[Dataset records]
// Copyright 2024 Build Core Contributors.
// Licensed under the Apache License, Version 2.0 (see LICENSE).

#![deny(warnings)]
// Enable all clippy lints except for many of the pedantic ones. It's a shame this needs to be copied and pasted across crates, but there doesn't appear to be a way to include inner attributes from a common source.
#![deny(
    clippy::all,
    clippy::default_trait_access,
    clippy::expl_impl_clone_on_copy,
    clippy::if_not_else,
    clippy::needless_continue,
    clippy::unseparated_literal_suffix,
    clippy::used_underscore_binding
)]
// It is often more clear to show that nothing is being moved.
#![allow(clippy::match_ref_pats)]
// Subjective style.
#![allow(
    clippy::len_without_is_empty,
    clippy::redundant_field_names,
    clippy::too_many_arguments
)]
// Default isn't as big a deal as people seem to think it is.
#![allow(clippy::new_without_default, clippy::new_ret_no_self)]
// Arc<Mutex> can be more clear than needing to grok Orderings:
#![allow(clippy::mutex_atomic)]

use std::time::Duration;

use tonic::transport::{Channel, Endpoint};

pub mod retry;
pub mod tls;

/// Normalize a user-supplied address into a URI scheme tonic understands.
///
/// `grpc://` and `grpcs://` map to plain and TLS HTTP/2 respectively; bare
/// `host:port` defaults to plain.
pub fn normalize_address(addr: &str) -> String {
    if let Some(rest) = addr.strip_prefix("grpcs://") {
        format!("https://{rest}")
    } else if let Some(rest) = addr.strip_prefix("grpc://") {
        format!("http://{rest}")
    } else if addr.starts_with("http://") || addr.starts_with("https://") {
        addr.to_owned()
    } else {
        format!("http://{addr}")
    }
}

/// Whether the given (unnormalized) address requires TLS.
pub fn address_is_tls(addr: &str) -> bool {
    normalize_address(addr).starts_with("https://")
}

/// Create a tonic `Endpoint` from a string containing a scheme and
/// IP address/name.
pub fn create_endpoint(addr: &str, tls_config: Option<&tls::Config>) -> Result<Endpoint, String> {
    let uri = normalize_address(addr);
    let use_tls = uri.starts_with("https://");

    let mut endpoint =
        Endpoint::from_shared(uri).map_err(|err| format!("invalid address: {err}"))?;

    if use_tls {
        let tls = match tls_config {
            Some(config) => config.to_client_tls_config()?,
            None => tls::Config::default().to_client_tls_config()?,
        };
        endpoint = endpoint
            .tls_config(tls)
            .map_err(|err| format!("TLS setup error: {err}"))?;
    }

    // Keep-alive so that long-polled execution streams survive idle periods.
    let endpoint = endpoint
        .connect_timeout(Duration::from_secs(30))
        .http2_keep_alive_interval(Duration::from_secs(30))
        .keep_alive_timeout(Duration::from_secs(10))
        .keep_alive_while_idle(true);

    Ok(endpoint)
}

/// Create a lazily-connecting channel to the given address. The underlying
/// transport multiplexes, so one channel is shared by all service stubs.
pub fn create_channel(addr: &str, tls_config: Option<&tls::Config>) -> Result<Channel, String> {
    Ok(create_endpoint(addr, tls_config)?.connect_lazy())
}

pub fn status_to_str(status: tonic::Status) -> String {
    status_ref_to_str(&status)
}

pub fn status_ref_to_str(status: &tonic::Status) -> String {
    format!("{:?}: {:?}", status.code(), status.message())
}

# Task objective:
Set down the records again verbatim, so that each word stays as it is.

# Exercise solution:
// Copyright 2024 Build Core Contributors.
// Licensed under the Apache License, Version 2.0 (see LICENSE).

#![deny(warnings)]
// Enable all clippy lints except for many of the pedantic ones. It's a shame this needs to be copied and pasted across crates, but there doesn't appear to be a way to include inner attributes from a common source.
#![deny(
    clippy::all,
    clippy::default_trait_access,
    clippy::expl_impl_clone_on_copy,
    clippy::if_not_else,
    clippy::needless_continue,
    clippy::unseparated_literal_suffix,
    clippy::used_underscore_binding
)]
// It is often more clear to show that nothing is being moved.
#![allow(clippy::match_ref_pats)]
// Subjective style.
#![allow(
    clippy::len_without_is_empty,
    clippy::redundant_field_names,
    clippy::too_many_arguments
)]
// Default isn't as big a deal as people seem to think it is.
#![allow(clippy::new_without_default, clippy::new_ret_no_self)]
// Arc<Mutex> can be more clear than needing to grok Orderings:
#![allow(clippy::mutex_atomic)]

use std::time::Duration;

use tonic::transport::{Channel, Endpoint};

pub mod retry;
pub mod tls;

/// Normalize a user-supplied address into a URI scheme tonic understands.
///
/// `grpc://` and `grpcs://` map to plain and TLS HTTP/2 respectively; bare
/// `host:port` defaults to plain.
pub fn normalize_address(addr: &str) -> String {
    if let Some(rest) = addr.strip_prefix("grpcs://") {
        format!("https://{rest}")
    } else if let Some(rest) = addr.strip_prefix("grpc://") {
        format!("http://{rest}")
    } else if addr.starts_with("http://") || addr.starts_with("https://") {
        addr.to_owned()
    } else {
        format!("http://{addr}")
    }
}

/// Whether the given (unnormalized) address requires TLS.
pub fn address_is_tls(addr: &str) -> bool {
    normalize_address(addr).starts_with("https://")
}

/// Create a tonic `Endpoint` from a string containing a scheme and
/// IP address/name.
pub fn create_endpoint(addr: &str, tls_config: Option<&tls::Config>) -> Result<Endpoint, String> {
    let uri = normalize_address(addr);
    let use_tls = uri.starts_with("https://");

    let mut endpoint =
        Endpoint::from_shared(uri).map_err(|err| format!("invalid address: {err}"))?;

    if use_tls {
        let tls = match tls_config {
            Some(config) => config.to_client_tls_config()?,
            None => tls::Config::default().to_client_tls_config()?,
        };
        endpoint = endpoint
            .tls_config(tls)
            .map_err(|err| format!("TLS setup error: {err}"))?;
    }

    // Keep-alive so that long-polled execution streams survive idle periods.
    let endpoint = endpoint
        .connect_timeout(Duration::from_secs(30))
        .http2_keep_alive_interval(Duration::from_secs(30))
        .keep_alive_timeout(Duration::from_secs(10))
        .keep_alive_while_idle(true);

    Ok(endpoint)
}

/// Create a lazily-connecting channel to the given address. The underlying
/// transport multiplexes, so one channel is shared by all service stubs.
pub fn create_channel(addr: &str, tls_config: Option<&tls::Config>) -> Result<Channel, String> {
    Ok(create_endpoint(addr, tls_config)?.connect_lazy())
}

pub fn status_to_str(status: tonic::Status) -> String {
    status_ref_to_str(&status)
}

pub fn status_ref_to_str(status: &tonic::Status) -> String {
    format!("{:?}: {:?}", status.code(), status.message())
}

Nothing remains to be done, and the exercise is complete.